### [Required work]
Go through the listing below and reproduce it word for word.

### [Record excerpts]

::::

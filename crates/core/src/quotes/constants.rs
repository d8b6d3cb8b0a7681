use std::time::Duration;

use stockdesk_market_data::{Interval, Period};

/// Error text carried by batch elements that could not be priced.
pub const NO_DATA_MESSAGE: &str = "No data available";

/// Placeholder for missing descriptive fields.
pub const NOT_AVAILABLE: &str = "N/A";

pub const DEFAULT_CURRENCY: &str = "USD";

/// Range and bar size used for "latest price" lookups.
pub const LATEST_PERIOD: Period = Period::D1;
pub const LATEST_INTERVAL: Interval = Interval::D1;

/// Defaults for the history endpoint.
pub const DEFAULT_HISTORY_PERIOD: &str = "1mo";
pub const DEFAULT_HISTORY_INTERVAL: &str = "1d";

/// Upper bound for a single provider call.
pub const DEFAULT_PROVIDER_TIMEOUT: Duration = Duration::from_secs(10);
//! Yahoo Finance API response models.
//!
//! These models are used for parsing the quoteSummary API responses,
//! which carry the price, profile and detail modules.

use serde::Deserialize;

/// Main response wrapper for quoteSummary API
#[derive(Debug, Deserialize)]
#[serde(rename_all = "camelCase")]
pub struct YahooQuoteSummaryResponse {
    pub quote_summary: YahooQuoteSummary,
}

/// Quote summary container
#[derive(Debug, Deserialize)]
pub struct YahooQuoteSummary {
    /// `null` for unknown symbols.
    #[serde(default)]
    pub result: Option<Vec<YahooQuoteSummaryResult>>,
    #[serde(default)]
    pub error: Option<YahooSummaryError>,
}

impl YahooQuoteSummary {
    /// First result, if Yahoo returned any.
    pub fn into_first(self) -> Option<YahooQuoteSummaryResult> {
        self.result.and_then(|r| r.into_iter().next())
    }
}

/// Error block Yahoo embeds in quoteSummary payloads
#[derive(Debug, Deserialize)]
pub struct YahooSummaryError {
    #[serde(default)]
    pub code: Option<String>,
    #[serde(default)]
    pub description: Option<String>,
}

/// Individual result from quoteSummary API
#[derive(Debug, Deserialize)]
#[serde(rename_all = "camelCase")]
pub struct YahooQuoteSummaryResult {
    pub price: Option<YahooPriceData>,
    pub summary_profile: Option<YahooSummaryProfile>,
    pub summary_detail: Option<YahooSummaryDetail>,
}

/// Price data from quoteSummary API
#[derive(Debug, Deserialize)]
#[serde(rename_all = "camelCase")]
pub struct YahooPriceData {
    pub symbol: Option<String>,
    pub currency: Option<String>,
    pub short_name: Option<String>,
    pub long_name: Option<String>,
    pub exchange: Option<String>,
    pub exchange_name: Option<String>,
    pub regular_market_price: Option<YahooPriceDetail>,
    pub regular_market_previous_close: Option<YahooPriceDetail>,
    pub regular_market_volume: Option<YahooPriceDetail>,
    pub market_cap: Option<YahooPriceDetail>,
}

/// Price detail with raw and formatted values
#[derive(Debug, Deserialize, Clone)]
pub struct YahooPriceDetail {
    pub raw: Option<f64>,
}

/// Summary profile data (company info)
#[derive(Debug, Deserialize)]
#[serde(rename_all = "camelCase")]
pub struct YahooSummaryProfile {
    pub sector: Option<String>,
    pub industry: Option<String>,
    pub website: Option<String>,
}

/// Summary detail data (financial metrics)
/// Yahoo returns these as nested objects like {"raw": 123.45, "fmt": "123.45"}
/// or empty objects {} when no data is available.
#[derive(Debug, Deserialize)]
#[serde(rename_all = "camelCase")]
pub struct YahooSummaryDetail {
    pub previous_close: Option<YahooPriceDetail>,
    pub volume: Option<YahooPriceDetail>,
    pub market_cap: Option<YahooPriceDetail>,
    pub currency: Option<String>,
    pub fifty_two_week_high: Option<YahooPriceDetail>,
    pub fifty_two_week_low: Option<YahooPriceDetail>,
}

/// Raw value of an optional `{raw, fmt}` pair.
pub fn raw(detail: &Option<YahooPriceDetail>) -> Option<f64> {
    detail.as_ref().and_then(|d| d.raw)
}
use std::fmt;
use std::str::FromStr;

use crate::errors::MarketDataError;

/// History range requested from a provider.
#[derive(Clone, Copy, Debug, Eq, PartialEq, Hash)]
pub enum Period {
    D1,
    D5,
    M1,
    M3,
    M6,
    Y1,
    Y2,
    Y5,
    Y10,
    Ytd,
    Max,
}

impl Period {
    pub const ALL: [Period; 11] = [
        Period::D1,
        Period::D5,
        Period::M1,
        Period::M3,
        Period::M6,
        Period::Y1,
        Period::Y2,
        Period::Y5,
        Period::Y10,
        Period::Ytd,
        Period::Max,
    ];

    pub fn as_str(self) -> &'static str {
        match self {
            Period::D1 => "1d",
            Period::D5 => "5d",
            Period::M1 => "1mo",
            Period::M3 => "3mo",
            Period::M6 => "6mo",
            Period::Y1 => "1y",
            Period::Y2 => "2y",
            Period::Y5 => "5y",
            Period::Y10 => "10y",
            Period::Ytd => "ytd",
            Period::Max => "max",
        }
    }
}

impl FromStr for Period {
    type Err = MarketDataError;

    fn from_str(s: &str) -> Result<Self, Self::Err> {
        Period::ALL
            .into_iter()
            .find(|p| p.as_str().eq_ignore_ascii_case(s.trim()))
            .ok_or_else(|| MarketDataError::InvalidParams(format!("unsupported period '{s}'")))
    }
}

impl fmt::Display for Period {
    fn fmt(&self, f: &mut fmt::Formatter<'_>) -> fmt::Result {
        f.write_str(self.as_str())
    }
}

/// Bar size requested from a provider.
#[derive(Clone, Copy, Debug, Eq, PartialEq, Hash)]
pub enum Interval {
    I1m,
    I2m,
    I5m,
    I15m,
    I30m,
    I60m,
    I90m,
    I1h,
    D1,
    D5,
    W1,
    M1,
    M3,
}

impl Interval {
    pub const ALL: [Interval; 13] = [
        Interval::I1m,
        Interval::I2m,
        Interval::I5m,
        Interval::I15m,
        Interval::I30m,
        Interval::I60m,
        Interval::I90m,
        Interval::I1h,
        Interval::D1,
        Interval::D5,
        Interval::W1,
        Interval::M1,
        Interval::M3,
    ];

    pub fn as_str(self) -> &'static str {
        match self {
            Interval::I1m => "1m",
            Interval::I2m => "2m",
            Interval::I5m => "5m",
            Interval::I15m => "15m",
            Interval::I30m => "30m",
            Interval::I60m => "60m",
            Interval::I90m => "90m",
            Interval::I1h => "1h",
            Interval::D1 => "1d",
            Interval::D5 => "5d",
            Interval::W1 => "1wk",
            Interval::M1 => "1mo",
            Interval::M3 => "3mo",
        }
    }
}

impl FromStr for Interval {
    type Err = MarketDataError;

    fn from_str(s: &str) -> Result<Self, Self::Err> {
        // "1m" and "1mo" differ only by suffix, so match exactly (case-sensitive).
        Interval::ALL
            .into_iter()
            .find(|i| i.as_str() == s.trim())
            .ok_or_else(|| MarketDataError::InvalidParams(format!("unsupported interval '{s}'")))
    }
}

impl fmt::Display for Interval {
    fn fmt(&self, f: &mut fmt::Formatter<'_>) -> fmt::Result {
        f.write_str(self.as_str())
    }
}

::::

### [Solution]
filename crates/core/src/quotes/constants.rs
repository d8b6d3cb8b0a7681
use std::time::Duration;

use stockdesk_market_data::{Interval, Period};

/// Error text carried by batch elements that could not be priced.
pub const NO_DATA_MESSAGE: &str = "No data available";

/// Placeholder for missing descriptive fields.
pub const NOT_AVAILABLE: &str = "N/A";

pub const DEFAULT_CURRENCY: &str = "USD";

/// Range and bar size used for "latest price" lookups.
pub const LATEST_PERIOD: Period = Period::D1;
pub const LATEST_INTERVAL: Interval = Interval::D1;

/// Defaults for the history endpoint.
pub const DEFAULT_HISTORY_PERIOD: &str = "1mo";
pub const DEFAULT_HISTORY_INTERVAL: &str = "1d";

/// Upper bound for a single provider call.
pub const DEFAULT_PROVIDER_TIMEOUT: Duration = Duration::from_secs(10);
//! Yahoo Finance API response models.
//!
//! These models are used for parsing the quoteSummary API responses,
//! which carry the price, profile and detail modules.

use serde::Deserialize;

/// Main response wrapper for quoteSummary API
#[derive(Debug, Deserialize)]
#[serde(rename_all = "camelCase")]
pub struct YahooQuoteSummaryResponse {
    pub quote_summary: YahooQuoteSummary,
}

/// Quote summary container
#[derive(Debug, Deserialize)]
pub struct YahooQuoteSummary {
    /// `null` for unknown symbols.
    #[serde(default)]
    pub result: Option<Vec<YahooQuoteSummaryResult>>,
    #[serde(default)]
    pub error: Option<YahooSummaryError>,
}

impl YahooQuoteSummary {
    /// First result, if Yahoo returned any.
    pub fn into_first(self) -> Option<YahooQuoteSummaryResult> {
        self.result.and_then(|r| r.into_iter().next())
    }
}

/// Error block Yahoo embeds in quoteSummary payloads
#[derive(Debug, Deserialize)]
pub struct YahooSummaryError {
    #[serde(default)]
    pub code: Option<String>,
    #[serde(default)]
    pub description: Option<String>,
}

/// Individual result from quoteSummary API
#[derive(Debug, Deserialize)]
#[serde(rename_all = "camelCase")]
pub struct YahooQuoteSummaryResult {
    pub price: Option<YahooPriceData>,
    pub summary_profile: Option<YahooSummaryProfile>,
    pub summary_detail: Option<YahooSummaryDetail>,
}

/// Price data from quoteSummary API
#[derive(Debug, Deserialize)]
#[serde(rename_all = "camelCase")]
pub struct YahooPriceData {
    pub symbol: Option<String>,
    pub currency: Option<String>,
    pub short_name: Option<String>,
    pub long_name: Option<String>,
    pub exchange: Option<String>,
    pub exchange_name: Option<String>,
    pub regular_market_price: Option<YahooPriceDetail>,
    pub regular_market_previous_close: Option<YahooPriceDetail>,
    pub regular_market_volume: Option<YahooPriceDetail>,
    pub market_cap: Option<YahooPriceDetail>,
}

/// Price detail with raw and formatted values
#[derive(Debug, Deserialize, Clone)]
pub struct YahooPriceDetail {
    pub raw: Option<f64>,
}

/// Summary profile data (company info)
#[derive(Debug, Deserialize)]
#[serde(rename_all = "camelCase")]
pub struct YahooSummaryProfile {
    pub sector: Option<String>,
    pub industry: Option<String>,
    pub website: Option<String>,
}

/// Summary detail data (financial metrics)
/// Yahoo returns these as nested objects like {"raw": 123.45, "fmt": "123.45"}
/// or empty objects {} when no data is available.
#[derive(Debug, Deserialize)]
#[serde(rename_all = "camelCase")]
pub struct YahooSummaryDetail {
    pub previous_close: Option<YahooPriceDetail>,
    pub volume: Option<YahooPriceDetail>,
    pub market_cap: Option<YahooPriceDetail>,
    pub currency: Option<String>,
    pub fifty_two_week_high: Option<YahooPriceDetail>,
    pub fifty_two_week_low: Option<YahooPriceDetail>,
}

/// Raw value of an optional `{raw, fmt}` pair.
pub fn raw(detail: &Option<YahooPriceDetail>) -> Option<f64> {
    detail.as_ref().and_then(|d| d.raw)
}
use std::fmt;
use std::str::FromStr;

use crate::errors::MarketDataError;

/// History range requested from a provider.
#[derive(Clone, Copy, Debug, Eq, PartialEq, Hash)]
pub enum Period {
    D1,
    D5,
    M1,
    M3,
    M6,
    Y1,
    Y2,
    Y5,
    Y10,
    Ytd,
    Max,
}

impl Period {
    pub const ALL: [Period; 11] = [
        Period::D1,
        Period::D5,
        Period::M1,
        Period::M3,
        Period::M6,
        Period::Y1,
        Period::Y2,
        Period::Y5,
        Period::Y10,
        Period::Ytd,
        Period::Max,
    ];

    pub fn as_str(self) -> &'static str {
        match self {
            Period::D1 => "1d",
            Period::D5 => "5d",
            Period::M1 => "1mo",
            Period::M3 => "3mo",
            Period::M6 => "6mo",
            Period::Y1 => "1y",
            Period::Y2 => "2y",
            Period::Y5 => "5y",
            Period::Y10 => "10y",
            Period::Ytd => "ytd",
            Period::Max => "max",
        }
    }
}

impl FromStr for Period {
    type Err = MarketDataError;

    fn from_str(s: &str) -> Result<Self, Self::Err> {
        Period::ALL
            .into_iter()
            .find(|p| p.as_str().eq_ignore_ascii_case(s.trim()))
            .ok_or_else(|| MarketDataError::InvalidParams(format!("unsupported period '{s}'")))
    }
}

impl fmt::Display for Period {
    fn fmt(&self, f: &mut fmt::Formatter<'_>) -> fmt::Result {
        f.write_str(self.as_str())
    }
}

/// Bar size requested from a provider.
#[derive(Clone, Copy, Debug, Eq, PartialEq, Hash)]
pub enum Interval {
    I1m,
    I2m,
    I5m,
    I15m,
    I30m,
    I60m,
    I90m,
    I1h,
    D1,
    D5,
    W1,
    M1,
    M3,
}

impl Interval {
    pub const ALL: [Interval; 13] = [
        Interval::I1m,
        Interval::I2m,
        Interval::I5m,
        Interval::I15m,
        Interval::I30m,
        Interval::I60m,
        Interval::I90m,
        Interval::I1h,
        Interval::D1,
        Interval::D5,
        Interval::W1,
        Interval::M1,
        Interval::M3,
    ];

    pub fn as_str(self) -> &'static str {
        match self {
            Interval::I1m => "1m",
            Interval::I2m => "2m",
            Interval::I5m => "5m",
            Interval::I15m => "15m",
            Interval::I30m => "30m",
            Interval::I60m => "60m",
            Interval::I90m => "90m",
            Interval::I1h => "1h",
            Interval::D1 => "1d",
            Interval::D5 => "5d",
            Interval::W1 => "1wk",
            Interval::M1 => "1mo",
            Interval::M3 => "3mo",
        }
    }
}

impl FromStr for Interval {
    type Err = MarketDataError;

    fn from_str(s: &str) -> Result<Self, Self::Err> {
        // "1m" and "1mo" differ only by suffix, so match exactly (case-sensitive).
        Interval::ALL
            .into_iter()
            .find(|i| i.as_str() == s.trim())
            .ok_or_else(|| MarketDataError::InvalidParams(format!("unsupported interval '{s}'")))
    }
}

impl fmt::Display for Interval {
    fn fmt(&self, f: &mut fmt::Formatter<'_>) -> fmt::Result {
        f.write_str(self.as_str())
    }
}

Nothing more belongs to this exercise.